Narrow the data below down to the lines containing "ModuleLoader".
Input Block Start
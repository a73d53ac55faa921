//! # darkmagic domain
//!
//! Vocabulary shared by the resolution engine and its loaders: the error
//! type, artifacts and their provenance, callables with declared inputs, and
//! the [`ports::ArtifactLoader`] port.
//!
//! | Module | Description |
//! |--------|-------------|
//! | [`error`] | `Error` enum and `Result` alias |
//! | [`constants`] | Reserved names and markers |
//! | [`value_objects`] | `Value`, `Artifact`, `Callable`, `Arguments`, `Continuation` |
//! | [`ports`] | Loader trait |

pub mod constants;
pub mod error;
pub mod ports;
pub mod value_objects;

pub use error::{Error, Result};
pub use ports::{ArtifactLoader, SharedArtifactLoader};
pub use value_objects::{
    Arguments, Artifact, Body, Callable, Classification, Continuation, LoadedArtifact, Locator,
    Origin, ProducerOutcome, Value,
};
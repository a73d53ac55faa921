//! Injector bootstrap
//!
//! Builds a ready-to-use [`Injector`] from configuration.

use std::sync::Arc;

use tracing::info;

use darkmagic_application::Injector;
use darkmagic_domain::error::Result;
use darkmagic_domain::ports::SharedArtifactLoader;
use darkmagic_providers::ModuleLoader;

use crate::config::{AppConfig, ConfigLoader};

/// Injector over a fresh [`ModuleLoader`]
pub fn build_injector(config: &AppConfig) -> Result<Injector> {
    build_injector_with_loader(config, Arc::new(ModuleLoader::new()))
}

/// Injector over a caller-supplied loader
pub fn build_injector_with_loader(
    config: &AppConfig,
    loader: SharedArtifactLoader,
) -> Result<Injector> {
    let injector = Injector::new(loader, config.engine.injector_options())?;
    info!(
        search_paths = ?injector.search_paths(),
        "injector bootstrapped from configuration"
    );
    Ok(injector)
}

/// Load configuration from the default sources and build an injector
pub fn default_injector() -> Result<Injector> {
    let config = ConfigLoader::new().load()?;
    build_injector(&config)
}
//! camelCase to train-case conversion for file names

/// `findPort` becomes `find-port`
///
/// Returns `None` when the name has no inner capitals and would not change.
pub fn dashify(name: &str) -> Option<String> {
    if !name.chars().skip(1).any(char::is_uppercase) {
        return None;
    }

    let mut dashed = String::with_capacity(name.len() + 4);
    for (index, letter) in name.chars().enumerate() {
        if letter.is_uppercase() {
            if index > 0 {
                dashed.push('-');
            }
            dashed.extend(letter.to_lowercase());
        } else {
            dashed.push(letter);
        }
    }
    Some(dashed)
}

/// Names to try for `name`, the name itself first
pub(crate) fn candidates(name: &str) -> Vec<String> {
    let mut names = vec![name.to_string()];
    names.extend(dashify(name));
    names
}
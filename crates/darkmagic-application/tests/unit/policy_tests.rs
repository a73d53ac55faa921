//! Auto-injection policy, naming conventions and overrides

use std::sync::atomic::Ordering;
use std::sync::Arc;

use darkmagic_application::Injector;
use darkmagic_domain::error::Error;
use darkmagic_domain::value_objects::{Arguments, Callable, Classification, Origin, Value};

use crate::test_utils::{MapLoader, counter, injector};

fn counting(name: &str, invocations: &Arc<std::sync::atomic::AtomicUsize>) -> Callable {
    let seen = Arc::clone(invocations);
    Callable::returning(name, Vec::<String>::new(), move |_| {
        seen.fetch_add(1, Ordering::SeqCst);
        Ok(Some(Value::new(String::from("produced"))))
    })
}

fn handed_over(dependency: &'static str) -> Callable {
    Callable::returning("main", [dependency], move |args: Arguments| {
        let callable = args.get::<Callable>(dependency)?;
        Ok(Some(Value::new(callable.name().to_string())))
    })
}

fn produced(dependency: &'static str) -> Callable {
    Callable::returning("main", [dependency], |args: Arguments| Ok(args.value(0).cloned()))
}

#[tokio::test]
async fn test_external_producers_are_handed_over_by_default() {
    let invocations = counter();
    let loader = MapLoader::new().external("uuid", counting("uuid", &invocations));
    let injector = injector(&loader);

    let name = injector.inject(handed_over("uuid")).await.unwrap().unwrap();

    assert_eq!(name.downcast_ref::<String>().unwrap(), "uuid");
    assert_eq!(invocations.load(Ordering::SeqCst), 0);
    let descriptor = injector.get_dependency("uuid").unwrap();
    assert_eq!(descriptor.origin(), Origin::External);
    assert!(!descriptor.is_injectable());
}

#[tokio::test]
async fn test_external_producers_run_when_enabled() {
    let invocations = counter();
    let loader = MapLoader::new().external("uuid", counting("uuid", &invocations));
    let injector = Injector::builder(loader.clone())
        .auto_inject_external_factories(true)
        .build()
        .unwrap();

    let value = injector.inject(produced("uuid")).await.unwrap().unwrap();

    assert_eq!(value.downcast_ref::<String>().unwrap(), "produced");
    assert_eq!(invocations.load(Ordering::SeqCst), 1);
}

#[tokio::test]
async fn test_local_producers_can_be_disabled() {
    let invocations = counter();
    let loader = MapLoader::new().local("db", counting("db", &invocations));
    let injector = Injector::builder(loader.clone())
        .auto_inject_local_factories(false)
        .build()
        .unwrap();

    injector.inject(handed_over("db")).await.unwrap();
    assert_eq!(invocations.load(Ordering::SeqCst), 0);
}

#[tokio::test]
async fn test_classes_are_never_invoked() {
    let invocations = counter();
    let loader = MapLoader::new()
        .local("Widget", counting("Widget", &invocations))
        .local("helper", counting("$helper", &invocations));
    let injector = injector(&loader);

    let widget = injector.inject(handed_over("Widget")).await.unwrap().unwrap();
    let helper = injector.inject(handed_over("helper")).await.unwrap().unwrap();

    assert_eq!(widget.downcast_ref::<String>().unwrap(), "Widget");
    assert_eq!(helper.downcast_ref::<String>().unwrap(), "$helper");
    assert_eq!(invocations.load(Ordering::SeqCst), 0);
    assert_eq!(
        injector.get_dependency("Widget").unwrap().classification(),
        Classification::Class
    );
}

#[tokio::test]
async fn test_explicit_tag_beats_naming() {
    let invocations = counter();
    let loader = MapLoader::new().local(
        "Widget",
        counting("Widget", &invocations).with_classification(Classification::Producer),
    );
    let injector = injector(&loader);

    injector.inject(produced("Widget")).await.unwrap();
    assert_eq!(invocations.load(Ordering::SeqCst), 1);
}

#[tokio::test]
async fn test_force_marker_ignores_policy() {
    let invocations = counter();
    let loader = MapLoader::new().external("widget", counting("inject_widget", &invocations));
    let injector = Injector::builder(loader.clone())
        .auto_inject_local_factories(false)
        .auto_inject_external_factories(false)
        .build()
        .unwrap();

    let value = injector.inject(produced("widget")).await.unwrap().unwrap();

    assert_eq!(value.downcast_ref::<String>().unwrap(), "produced");
    assert_eq!(invocations.load(Ordering::SeqCst), 1);
}

#[tokio::test]
async fn test_override_value_skips_loader() {
    let loader = MapLoader::new().local("port", Value::new(80u16));
    let injector = Injector::builder(loader.clone())
        .override_artifact("port", Value::new(9090u16))
        .build()
        .unwrap();

    let port = injector.inject(produced("port")).await.unwrap().unwrap();

    assert_eq!(port.downcast_ref::<u16>(), Some(&9090));
    assert_eq!(loader.loads(), 0);
    assert_eq!(injector.get_dependency("port").unwrap().origin(), Origin::Explicit);
}

#[tokio::test]
async fn test_override_locator_fetches_instead_of_searching() {
    let loader = MapLoader::new().local("database", Value::new(String::from("sqlite")));
    let injector = Injector::builder(loader.clone())
        .override_locator("db", "lib/database")
        .build()
        .unwrap();

    let db = injector.inject(produced("db")).await.unwrap().unwrap();

    assert_eq!(db.downcast_ref::<String>().unwrap(), "sqlite");
    assert_eq!(loader.loads(), 0);
    assert_eq!(loader.fetches(), 1);
}

#[test]
fn test_illegal_override_name_is_rejected() {
    let err = Injector::builder(MapLoader::new())
        .override_artifact("../secrets", Value::new(1u8))
        .build()
        .unwrap_err();
    assert!(matches!(err, Error::IllegalParameterName { .. }));
}
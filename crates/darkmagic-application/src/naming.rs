//! Naming-convention classification
//!
//! Used only when a callable carries no explicit classification tag.

use darkmagic_domain::constants::{DO_NOT_INJECT_MARKER, FORCE_INJECT_MARKER};
use darkmagic_domain::value_objects::Classification;

/// Result of reading an exported name
#[derive(Debug, Clone, Copy, PartialEq, Eq)]
pub struct NamingVerdict {
    /// Classification implied by the name
    pub classification: Classification,
    /// Whether the name forces auto-injection
    pub forced: bool,
}

/// Classify a callable by its exported name
///
/// `inject_` forces a producer; `$` and type-like names (`Connection`) are
/// classes; anything else is a producer.
pub fn classify_exported_name(exported: &str) -> NamingVerdict {
    if exported.starts_with(FORCE_INJECT_MARKER) {
        return NamingVerdict {
            classification: Classification::Producer,
            forced: true,
        };
    }

    let class_like = exported.starts_with(DO_NOT_INJECT_MARKER)
        || exported
            .chars()
            .next()
            .is_some_and(|first| first.is_alphabetic() && first.is_uppercase());

    NamingVerdict {
        classification: if class_like {
            Classification::Class
        } else {
            Classification::Producer
        },
        forced: false,
    }
}
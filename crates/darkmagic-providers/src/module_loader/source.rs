//! Where an artifact lives, and the locator that names it

use std::path::{Path, PathBuf};

use darkmagic_domain::value_objects::{Locator, Origin};

use crate::constants::{FILE_LOCATOR_PREFIX, MOUNT_LOCATOR_PREFIX, PACKAGE_LOCATOR_PREFIX};

#[derive(Debug, Clone, PartialEq, Eq)]
pub(crate) enum Source {
    Mount { dir: PathBuf, name: String },
    File(PathBuf),
    Package(String),
}

impl Source {
    pub(crate) fn locator(&self) -> Locator {
        match self {
            Self::Mount { dir, name } => Locator::new(format!(
                "{MOUNT_LOCATOR_PREFIX}{}",
                dir.join(name).display()
            )),
            Self::File(path) => Locator::new(format!("{FILE_LOCATOR_PREFIX}{}", path.display())),
            Self::Package(name) => Locator::new(format!("{PACKAGE_LOCATOR_PREFIX}{name}")),
        }
    }

    pub(crate) fn parse(locator: &Locator) -> Option<Self> {
        let locator = locator.as_str();
        if let Some(mounted) = locator.strip_prefix(MOUNT_LOCATOR_PREFIX) {
            let path = Path::new(mounted);
            let name = path.file_name()?.to_str()?.to_string();
            let dir = path.parent()?.to_path_buf();
            return Some(Self::Mount { dir, name });
        }
        if let Some(file) = locator.strip_prefix(FILE_LOCATOR_PREFIX) {
            return Some(Self::File(PathBuf::from(file)));
        }
        locator
            .strip_prefix(PACKAGE_LOCATOR_PREFIX)
            .map(|name| Self::Package(name.to_string()))
    }

    pub(crate) fn origin(&self) -> Origin {
        match self {
            Self::Mount { .. } | Self::File(_) => Origin::Local,
            Self::Package(_) => Origin::External,
        }
    }
}
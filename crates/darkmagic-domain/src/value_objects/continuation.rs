//! Completion handle for deferred producers

use futures::channel::oneshot;

use super::callable::ProducerOutcome;
use super::value::Value;
use crate::error::Error;
use std::any::Any;

/// Continuation handed to producers that declare a trailing `callback`
///
/// Consumed on use, so a producer completes at most once. It can be moved to
/// another task or thread and completed later.
#[derive(Debug)]
pub struct Continuation {
    producer: String,
    sender: oneshot::Sender<ProducerOutcome>,
}

impl Continuation {
    /// Create a continuation and the receiver the engine awaits
    pub fn channel<S: Into<String>>(producer: S) -> (Self, oneshot::Receiver<ProducerOutcome>) {
        let (sender, receiver) = oneshot::channel();
        (
            Self {
                producer: producer.into(),
                sender,
            },
            receiver,
        )
    }

    /// Name of the producer this continuation belongs to
    pub fn producer(&self) -> &str {
        &self.producer
    }

    /// Deliver an outcome
    ///
    /// The outcome is discarded when the resolution that asked for it has
    /// already failed through a sibling.
    pub fn complete(self, outcome: ProducerOutcome) {
        let _ = self.sender.send(outcome);
    }

    /// Deliver a produced value
    pub fn resolve<T: Any + Send + Sync>(self, value: T) {
        self.complete(Ok(Some(Value::new(value))));
    }

    /// Deliver an already wrapped value
    pub fn resolve_value(self, value: Value) {
        self.complete(Ok(Some(value)));
    }

    /// Complete without producing anything
    pub fn resolve_empty(self) {
        self.complete(Ok(None));
    }

    /// Complete with an error
    pub fn fail(self, error: Error) {
        self.complete(Err(error));
    }
}
//! Main application configuration

use serde::{Deserialize, Serialize};

use super::engine::EngineConfig;
use super::logging::LoggingConfig;

/// Root of `darkmagic.toml`
#[derive(Debug, Clone, Default, PartialEq, Serialize, Deserialize)]
pub struct AppConfig {
    /// Resolution engine settings
    #[serde(default)]
    pub engine: EngineConfig,
    /// Logging settings
    #[serde(default)]
    pub logging: LoggingConfig,
}
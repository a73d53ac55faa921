//! Dependency descriptors and the auto-injection policy

use serde::{Deserialize, Serialize};

use darkmagic_domain::constants::OPTIONAL_SUFFIX;
use darkmagic_domain::value_objects::{
    Artifact, Classification, LoadedArtifact, Locator, Origin, Value,
};

use crate::naming::{NamingVerdict, classify_exported_name};

/// Which producers the engine invokes on its own
#[derive(Debug, Clone, Copy, PartialEq, Eq, Serialize, Deserialize)]
#[serde(default)]
pub struct InjectPolicy {
    /// Invoke producers found under the search paths
    pub auto_inject_local_factories: bool,
    /// Invoke producers found through the global package lookup
    pub auto_inject_external_factories: bool,
}

impl Default for InjectPolicy {
    fn default() -> Self {
        Self {
            auto_inject_local_factories: true,
            auto_inject_external_factories: false,
        }
    }
}

/// Strip the optional marker from a requested name
pub fn normalize_name(requested: &str) -> &str {
    requested.strip_suffix(OPTIONAL_SUFFIX).unwrap_or(requested)
}

/// Whether a requested name carries the optional marker
pub fn is_optional_request(requested: &str) -> bool {
    requested.len() > 1 && requested.ends_with(OPTIONAL_SUFFIX)
}

/// The engine's metadata record for one dependency name
#[derive(Debug, Clone)]
pub struct Descriptor {
    name: String,
    optional: bool,
    origin: Origin,
    locator: Option<Locator>,
    classification: Classification,
    forced: bool,
    cached: Option<Value>,
    policy: InjectPolicy,
}

impl Descriptor {
    /// Unresolved descriptor for a requested name
    pub fn new(requested: &str, policy: InjectPolicy) -> Self {
        Self {
            name: normalize_name(requested).to_string(),
            optional: is_optional_request(requested),
            origin: Origin::Unresolved,
            locator: None,
            classification: Classification::Value,
            forced: false,
            cached: None,
            policy,
        }
    }

    /// Descriptor for a value supplied directly by the caller
    pub fn explicit(name: &str, value: Value) -> Self {
        Self {
            origin: Origin::Explicit,
            cached: Some(value),
            ..Self::new(name, InjectPolicy::default())
        }
    }

    /// Same descriptor under another auto-injection policy
    pub fn with_policy(mut self, policy: InjectPolicy) -> Self {
        self.policy = policy;
        self
    }

    /// Record where an artifact was loaded from and how to treat it
    pub fn bind(&mut self, loaded: &LoadedArtifact) {
        let verdict = classify(&loaded.artifact);
        self.origin = loaded.origin;
        self.locator = match loaded.origin {
            Origin::Explicit => None,
            _ => Some(loaded.locator.clone()),
        };
        self.classification = verdict.classification;
        self.forced = verdict.forced;
    }

    /// Store a produced value; the descriptor becomes a plain value
    pub fn cache(&mut self, value: Value) {
        self.classification = Classification::Value;
        self.cached = Some(value);
    }

    /// Whether the engine should resolve and invoke this dependency itself
    pub fn is_injectable(&self) -> bool {
        if self.classification != Classification::Producer {
            return false;
        }
        self.forced
            || match self.origin {
                Origin::Local => self.policy.auto_inject_local_factories,
                Origin::External => self.policy.auto_inject_external_factories,
                Origin::Explicit | Origin::Unresolved => false,
            }
    }

    /// Logical name, optional marker stripped
    pub fn name(&self) -> &str {
        &self.name
    }

    /// Whether the first request carried the optional marker
    pub fn is_optional(&self) -> bool {
        self.optional
    }

    /// Provenance
    pub fn origin(&self) -> Origin {
        self.origin
    }

    /// Loader handle, absent for explicit values
    pub fn locator(&self) -> Option<&Locator> {
        self.locator.as_ref()
    }

    /// Current classification
    pub fn classification(&self) -> Classification {
        self.classification
    }

    /// Whether auto-injection is forced by the exported name
    pub fn is_forced(&self) -> bool {
        self.forced
    }

    /// Produced or explicitly supplied value
    pub fn cached_artifact(&self) -> Option<&Value> {
        self.cached.as_ref()
    }

    /// Policy this descriptor was created under
    pub fn policy(&self) -> InjectPolicy {
        self.policy
    }
}

/// Decide how a raw artifact is treated
///
/// Values are values. A callable's explicit tag wins; otherwise its exported
/// name decides.
pub fn classify(artifact: &Artifact) -> NamingVerdict {
    match artifact {
        Artifact::Value(_) => NamingVerdict {
            classification: Classification::Value,
            forced: false,
        },
        Artifact::Callable(callable) => match callable.classification() {
            Some(classification) => NamingVerdict {
                classification,
                forced: false,
            },
            None => classify_exported_name(callable.name()),
        },
    }
}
Input Block End
_Solution to the exercise_:
use darkmagic_providers::ModuleLoader;
/// Injector over a fresh [`ModuleLoader`]
    build_injector_with_loader(config, Arc::new(ModuleLoader::new()))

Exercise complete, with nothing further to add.